We have generated twenty models in the directory below:
cd ../output_files/mutants_c/
Determine the best model from the score file in this directory using the sort command above. From the best-scoring model, obtain a FASTA file as we described above (the script will throw an error, even if it completes correctly).

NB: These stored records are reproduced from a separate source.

//! Product business logic - Handles all product-related operations.
//!
//! This module provides functions for creating, retrieving, updating, and deleting products
//! within a shop. Prices are validated once when the product details are built and stored
//! in two-place form. Deleting a product also removes every cart, wishlist, budget
//! selection and review that referenced it.

use crate::{
    core::{
        money::{parse_decimal, to_stored, validate_money},
        non_blank, required_name,
        shop::get_shop_by_id,
    },
    entities::{
        Cart, Product, ProductReview, SelectedProduct, Wishlist, cart, product, product_review,
        selected_product, wishlist,
    },
    errors::{Error, Result},
};
use rust_decimal::Decimal;
use sea_orm::{QueryOrder, Set, TransactionTrait, prelude::*};
use tracing::info;

/// Validated product fields, used for both create and update.
#[derive(Debug, Clone)]
pub struct ProductDetails {
    name: String,
    price: Decimal,
    description: Option<String>,
    is_available: bool,
}

impl ProductDetails {
    /// Validates product fields.
    ///
    /// # Errors
    /// Returns an error if:
    /// - The product name is empty or whitespace-only
    /// - The price is negative, has more than two decimal places, or is too large
    pub fn new(
        name: &str,
        price: Decimal,
        description: Option<String>,
        is_available: bool,
    ) -> Result<Self> {
        Ok(Self {
            name: required_name(name, "Product")?,
            price: validate_money(price)?,
            description: non_blank(description),
            is_available,
        })
    }

    /// Like [`ProductDetails::new`] but with the price as submitted text.
    ///
    /// # Errors
    /// Also returns [`Error::InvalidDecimal`] when the price text is not a number.
    pub fn parse(
        name: &str,
        raw_price: &str,
        description: Option<String>,
        is_available: bool,
    ) -> Result<Self> {
        Self::new(name, parse_decimal(raw_price)?, description, is_available)
    }

    /// The validated price
    #[must_use]
    pub const fn price(&self) -> Decimal {
        self.price
    }
}

/// Retrieves a specific product by its unique ID.
pub async fn get_product_by_id<C>(db: &C, product_id: i64) -> Result<Option<product::Model>>
where
    C: ConnectionTrait,
{
    Product::find_by_id(product_id)
        .one(db)
        .await
        .map_err(Into::into)
}

/// Retrieves a product or fails with [`Error::ProductNotFound`].
pub async fn require_product<C>(db: &C, product_id: i64) -> Result<product::Model>
where
    C: ConnectionTrait,
{
    get_product_by_id(db, product_id)
        .await?
        .ok_or(Error::ProductNotFound { id: product_id })
}

/// Lists every product of a shop, alphabetically.
pub async fn list_products_for_shop(
    db: &DatabaseConnection,
    shop_id: i64,
) -> Result<Vec<product::Model>> {
    Product::find()
        .filter(product::Column::ShopId.eq(shop_id))
        .order_by_asc(product::Column::Name)
        .all(db)
        .await
        .map_err(Into::into)
}

/// Lists the products a shop currently offers, alphabetically.
pub async fn list_available_products_for_shop(
    db: &DatabaseConnection,
    shop_id: i64,
) -> Result<Vec<product::Model>> {
    Product::find()
        .filter(product::Column::ShopId.eq(shop_id))
        .filter(product::Column::IsAvailable.eq(true))
        .order_by_asc(product::Column::Name)
        .all(db)
        .await
        .map_err(Into::into)
}

/// Creates a product in a shop.
///
/// # Errors
/// Returns [`Error::ShopNotFound`] if the shop does not exist, or a database error.
pub async fn create_product<C>(
    db: &C,
    shop_id: i64,
    details: ProductDetails,
) -> Result<product::Model>
where
    C: ConnectionTrait,
{
    get_shop_by_id(db, shop_id)
        .await?
        .ok_or(Error::ShopNotFound { id: shop_id })?;

    let created = product::ActiveModel {
        shop_id: Set(shop_id),
        name: Set(details.name),
        price: Set(to_stored(details.price)),
        description: Set(details.description),
        is_available: Set(details.is_available),
        ..Default::default()
    }
    .insert(db)
    .await?;

    info!(product_id = created.id, shop_id, price = %created.price, "Created product");
    Ok(created)
}

/// Replaces a product's name, price, description and availability.
///
/// # Errors
/// Returns [`Error::ProductNotFound`] if the product does not exist.
pub async fn update_product(
    db: &DatabaseConnection,
    product_id: i64,
    details: ProductDetails,
) -> Result<product::Model> {
    let mut model: product::ActiveModel = require_product(db, product_id).await?.into();

    model.name = Set(details.name);
    model.price = Set(to_stored(details.price));
    model.description = Set(details.description);
    model.is_available = Set(details.is_available);

    model.update(db).await.map_err(Into::into)
}

/// Marks a product as available or unavailable.
pub async fn set_product_availability(
    db: &DatabaseConnection,
    product_id: i64,
    is_available: bool,
) -> Result<product::Model> {
    let mut model: product::ActiveModel = require_product(db, product_id).await?.into();
    model.is_available = Set(is_available);
    model.update(db).await.map_err(Into::into)
}

/// Deletes a product and every row that referenced it.
///
/// # Errors
/// Returns [`Error::ProductNotFound`] if the product does not exist.
pub async fn delete_product(db: &DatabaseConnection, product_id: i64) -> Result<()> {
    let txn = db.begin().await?;
    require_product(&txn, product_id).await?;
    delete_products_cascade(&txn, &[product_id]).await?;
    txn.commit().await?;

    info!(product_id, "Deleted product");
    Ok(())
}

/// Deletes products along with their budget selections, cart and wishlist rows, and
/// reviews. Callers run this inside their own transaction. Returns products removed.
pub(crate) async fn delete_products_cascade<C>(db: &C, product_ids: &[i64]) -> Result<u64>
where
    C: ConnectionTrait,
{
    if product_ids.is_empty() {
        return Ok(0);
    }
    let ids = || product_ids.iter().copied();

    SelectedProduct::delete_many()
        .filter(selected_product::Column::ProductId.is_in(ids()))
        .exec(db)
        .await?;
    Cart::delete_many()
        .filter(cart::Column::ProductId.is_in(ids()))
        .exec(db)
        .await?;
    Wishlist::delete_many()
        .filter(wishlist::Column::ProductId.is_in(ids()))
        .exec(db)
        .await?;
    ProductReview::delete_many()
        .filter(product_review::Column::ProductId.is_in(ids()))
        .exec(db)
        .await?;

    let deleted = Product::delete_many()
        .filter(product::Column::Id.is_in(ids()))
        .exec(db)
        .await?;
    Ok(deleted.rows_affected)
}

#[cfg(test)]
mod tests {
    #![allow(clippy::unwrap_used)]
    use super::*;
    use crate::core::{budget, cart as cart_ops, review, wishlist as wishlist_ops};
    use crate::entities::shop;
    use crate::test_utils::*;
    use sea_orm::{DatabaseBackend, MockDatabase, PaginatorTrait};
    use std::str::FromStr;

    fn dec(s: &str) -> Decimal {
        Decimal::from_str(s).unwrap()
    }

    #[test]
    fn test_product_details_validation() {
        // Test empty name validation
        let result = ProductDetails::new("", dec("10"), None, true);
        assert!(matches!(result.unwrap_err(), Error::Validation { message: _ }));

        // Test whitespace-only name validation
        let result = ProductDetails::new("   ", dec("10"), None, true);
        assert!(matches!(result.unwrap_err(), Error::Validation { message: _ }));

        // Test negative price validation
        let result = ProductDetails::new("Test Product", dec("-10"), None, true);
        assert!(matches!(result.unwrap_err(), Error::InvalidAmount { .. }));

        // Test sub-cent price validation
        let result = ProductDetails::new("Test Product", dec("9.999"), None, true);
        assert!(matches!(result.unwrap_err(), Error::InvalidAmount { .. }));

        // Test malformed price text
        let result = ProductDetails::parse("Test Product", "ten", None, true);
        assert!(matches!(result.unwrap_err(), Error::InvalidDecimal { .. }));

        let details = ProductDetails::parse("Test Chair", "99.9", None, true).unwrap();
        assert_eq!(details.price().to_string(), "99.90");
    }

    #[tokio::test]
    async fn test_create_product_unknown_shop() -> Result<()> {
        let db = MockDatabase::new(DatabaseBackend::Sqlite)
            .append_query_results([Vec::<shop::Model>::new()])
            .into_connection();

        let result = create_product(&db, 999, ProductDetails::new("Chair", dec("1"), None, true)?).await;
        assert!(matches!(result, Err(Error::ShopNotFound { id: 999 })));
        Ok(())
    }

    #[tokio::test]
    async fn test_create_product_integration() -> Result<()> {
        let (db, _classification, shop) = setup_with_shop().await?;

        let product = create_product(
            &db,
            shop.id,
            ProductDetails::new(
                "Test Chair",
                dec("99.99"),
                Some("A comfortable chair".to_string()),
                true,
            )?,
        )
        .await?;

        assert_eq!(product.name, "Test Chair");
        assert_eq!(product.price, "99.99");
        assert_eq!(product.unit_price(), dec("99.99"));
        assert_eq!(product.shop_id, shop.id);
        assert!(product.is_available);

        Ok(())
    }

    #[tokio::test]
    async fn test_whole_number_price_stored_with_two_places() -> Result<()> {
        let (db, _classification, shop) = setup_with_shop().await?;
        let product = create_custom_product(&db, "Primer", "25", shop.id).await?;
        assert_eq!(product.price, "25.00");

        let reloaded = require_product(&db, product.id).await?;
        assert_eq!(reloaded.unit_price().to_string(), "25.00");
        Ok(())
    }

    #[tokio::test]
    async fn test_list_products_for_shop() -> Result<()> {
        let (db, _classification, shop) = setup_with_shop().await?;

        let table = create_custom_product(&db, "Test Table", "199.99", shop.id).await?;
        let chair = create_custom_product(&db, "Test Chair", "99.99", shop.id).await?;
        set_product_availability(&db, table.id, false).await?;

        let all = list_products_for_shop(&db, shop.id).await?;
        assert_eq!(all.len(), 2);
        assert_eq!(all[0], chair);

        let available = list_available_products_for_shop(&db, shop.id).await?;
        assert_eq!(available, vec![chair]);
        Ok(())
    }

    #[tokio::test]
    async fn test_update_product_integration() -> Result<()> {
        let (db, _classification, _shop, product) = setup_with_product().await?;

        let updated = update_product(
            &db,
            product.id,
            ProductDetails::new("Updated Name", dec("15"), None, false)?,
        )
        .await?;

        assert_eq!(updated.name, "Updated Name");
        assert_eq!(updated.price, "15.00");
        assert!(!updated.is_available);

        // Verify the update persisted
        let retrieved = Product::find_by_id(product.id).one(&db).await?.unwrap();
        assert_eq!(retrieved, updated);

        let missing = update_product(&db, 999, ProductDetails::new("X", dec("1"), None, true)?).await;
        assert!(matches!(missing, Err(Error::ProductNotFound { id: 999 })));
        Ok(())
    }

    #[tokio::test]
    async fn test_delete_product_removes_user_rows() -> Result<()> {
        let (db, _classification, shop, product) = setup_with_product().await?;
        let keep = create_test_product(&db, "Keep Me", shop.id).await?;
        let user = create_test_user(&db, "frank").await?;

        budget::add_to_budget(&db, user.id, product.id).await?;
        cart_ops::add_to_cart(&db, user.id, product.id).await?;
        cart_ops::add_to_cart(&db, user.id, keep.id).await?;
        wishlist_ops::add_to_wishlist(&db, user.id, product.id).await?;
        review::submit_review(&db, user.id, product.id, review::ReviewInput::new(3, None)?).await?;

        delete_product(&db, product.id).await?;

        assert!(get_product_by_id(&db, product.id).await?.is_none());
        assert_eq!(SelectedProduct::find().count(&db).await?, 0);
        assert_eq!(Wishlist::find().count(&db).await?, 0);
        assert_eq!(ProductReview::find().count(&db).await?, 0);
        let remaining_cart = Cart::find().all(&db).await?;
        assert_eq!(remaining_cart.len(), 1);
        assert_eq!(remaining_cart[0].product_id, keep.id);
        Ok(())
    }

    #[tokio::test]
    async fn test_delete_product_not_found() -> Result<()> {
        let db = setup_test_db().await?;

        let result = delete_product(&db, 999).await;
        assert!(matches!(
            result.unwrap_err(),
            Error::ProductNotFound { id: _ }
        ));

        Ok(())
    }
}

python ~/rosetta_workshop/rosetta/tools/protein_tools/scripts/get_fasta_from_pdb.py \
3TT3_in_mem_c_0016.pdb A best_model.fasta
Run the following command to convert the FASTA into a resfile. Note that you will have to manually add "START" to the top of your resfile. (The command tail -1 prints the last line of the file, in this case the entire amino acid sequence. This is then piped to grep, which splits the line into a list of characters. This list is then piped to awk, which prints the row number, followed by "A PIKAA", followed by the character. Note that a typical fasta will have the sequence split across multiple lines. However, the protein sequence is on a single line in fasta files generated using get_fasta_from_pdb.py.)
tail -1 best_model.fasta | grep -o . | awk '$1=(FNR FS "A PIKAA " $1)' > mutations_c_0016.resfile
(You may also copy the file mutations_c_0016.resfile from the same directory)
Make a copy of the options file and XML file and change the resfile to the file above, or copy the appropriate files from the input files directory to your working directory:
cd ../../my_files/
cp ../output_files/mutants_c/introduce_mutations_c_0016.options .
cp ../output_files/mutants_c/introduce_mutations_c_0016.xml .
cp ../output_files/mutants_c/mutations_c_0016.resfile .
Run the protocol on the outward-facing structure:
~/rosetta_workshop/rosetta/main/source/bin/rosetta_scripts.linuxgccrelease \
@introduce_mutations_c_0016.options -in:file:s 2A65_in_mem.pdb -out:suffix _d
Compare the score of the designed inward-facing and outward-facing structures. Which structure is more energetically favorable?